I am focussed....
02 December 2015 | you are single minded; he is blinkered
You may remember that a few blogs ago I mentioned that all boats have their little foibles. Birdie 2 is no exception. One very noticeable such foible is the distinctly idiosyncratic 230v power supply. It's almost as if they built the boat and then, just as they were about to launch her, suddenly realised that she should, really, have had a 230v supply wired in.
It certainly looks as if they threw the entire system in as an afterthought. Sockets seem to have been sited purely at random, usually ending up halfway up a wall and as far as possible from any position where they might have had the slightest use. Those places where sockets would have been of maximum convenience, such as near kitchen surfaces or on bedside cabinets, were inexplicably bereft of them. As I expected, this resulted in Liz making a heartfelt and protracted appeal to the Spanner Fairy. (See http://www.sailblogs.com/member/birvidik/?xjMsgID=320389 ).

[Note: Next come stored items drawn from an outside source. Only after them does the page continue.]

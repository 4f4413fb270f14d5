//! Default command: one lint run.

use anyhow::{Context, Result};
use std::path::Path;
use std::sync::Arc;
use stricter::{get_stricter, MemoryReporter, StricterOptions};

use crate::{CheckArgs, OutputFormat};

/// Runs the engine once. Returns whether the run failed.
pub fn run(project_dir: &Path, explicit: Option<&Path>, args: &CheckArgs) -> Result<bool> {
    let config = super::config_path(project_dir, explicit)?;
    tracing::debug!("Using config: {}", config.display());

    let mut options = StricterOptions::from_path(&config)
        .clear_cache(args.clear_cache)
        .fix(args.fix);
    if !args.rule_names.is_empty() {
        options = options.rules_to_verify(args.rule_names.iter().cloned());
    }

    let lines = Arc::new(MemoryReporter::new());
    if args.format == OutputFormat::Json {
        options = options.reporter(lines.clone());
    }

    let run = get_stricter(options);
    let outcome = run().with_context(|| format!("Run failed for {}", config.display()))?;

    super::output::print(&outcome, &lines.lines(), args.format, args.fix)?;
    Ok(outcome.is_failure())
}
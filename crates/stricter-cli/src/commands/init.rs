//! Init command implementation.

use anyhow::{bail, Result};
use std::path::Path;

const DEFAULT_CONFIG: &str = r#"# stricter configuration

# Directory to analyze, relative to this file
root = "src"

# Regular expressions matched against full paths
exclude = ['.*\.json', '/node_modules/']

# Directories of declarative rule files (*.toml)
# rules-dir = "rules"

# Package globs, relative to root (default: first-level dirs with a package.json)
# packages = ["*"]

[[rules."stricter/unused-files"]]
level = "error"
config = { entry = ['/src/index\.[jt]sx?$'] }

[[rules."stricter/circular-dependencies"]]
level = "warn"
"#;

/// File name written by `init`.
pub const CONFIG_NAME: &str = "stricter.toml";

/// Writes a starter configuration into `dir`.
pub fn run(dir: &Path, force: bool) -> Result<()> {
    let config_path = dir.join(CONFIG_NAME);

    if config_path.exists() && !force {
        bail!(
            "Configuration file already exists at {}. Use --force to overwrite.",
            config_path.display()
        );
    }

    std::fs::write(&config_path, DEFAULT_CONFIG)?;

    println!("Created {CONFIG_NAME}");
    println!("\nNext steps:");
    println!("  1. Edit {CONFIG_NAME} to configure rules");
    println!("  2. Run: stricter");

    Ok(())
}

I capitulated and dug out my trusty multimeter and the electrical tool kit. I ferreted around in cupboards and lockers, contorted myself under floors and into engine bays, plotted out the sites of sockets and routings of cables and scribbled out a list of the electrical bits and pieces I would need. All I needed to do then was find a suitable electrical supplier's, find my way to said emporium and return, triumphant, ready to install circuitry to Liz's demanding specifications.
It was not to be.
I had once again been stymied by the onward tsunami of technological progress. (See http://www.sailblogs.com/member/birvidik/?xjMsgID=206354 ). I had left all my bits boxes on Birvidik 1, and so I needed to build up a new selection of sockets, connectors, junction boxes, fuses, trip switches, wires and bus-bars etc. 'Shouldn't be a problem' I thought and made my way halfway across Amsterdam to where that nice Mr. Google assured me there was a hardware store that sold electrical paraphernalia.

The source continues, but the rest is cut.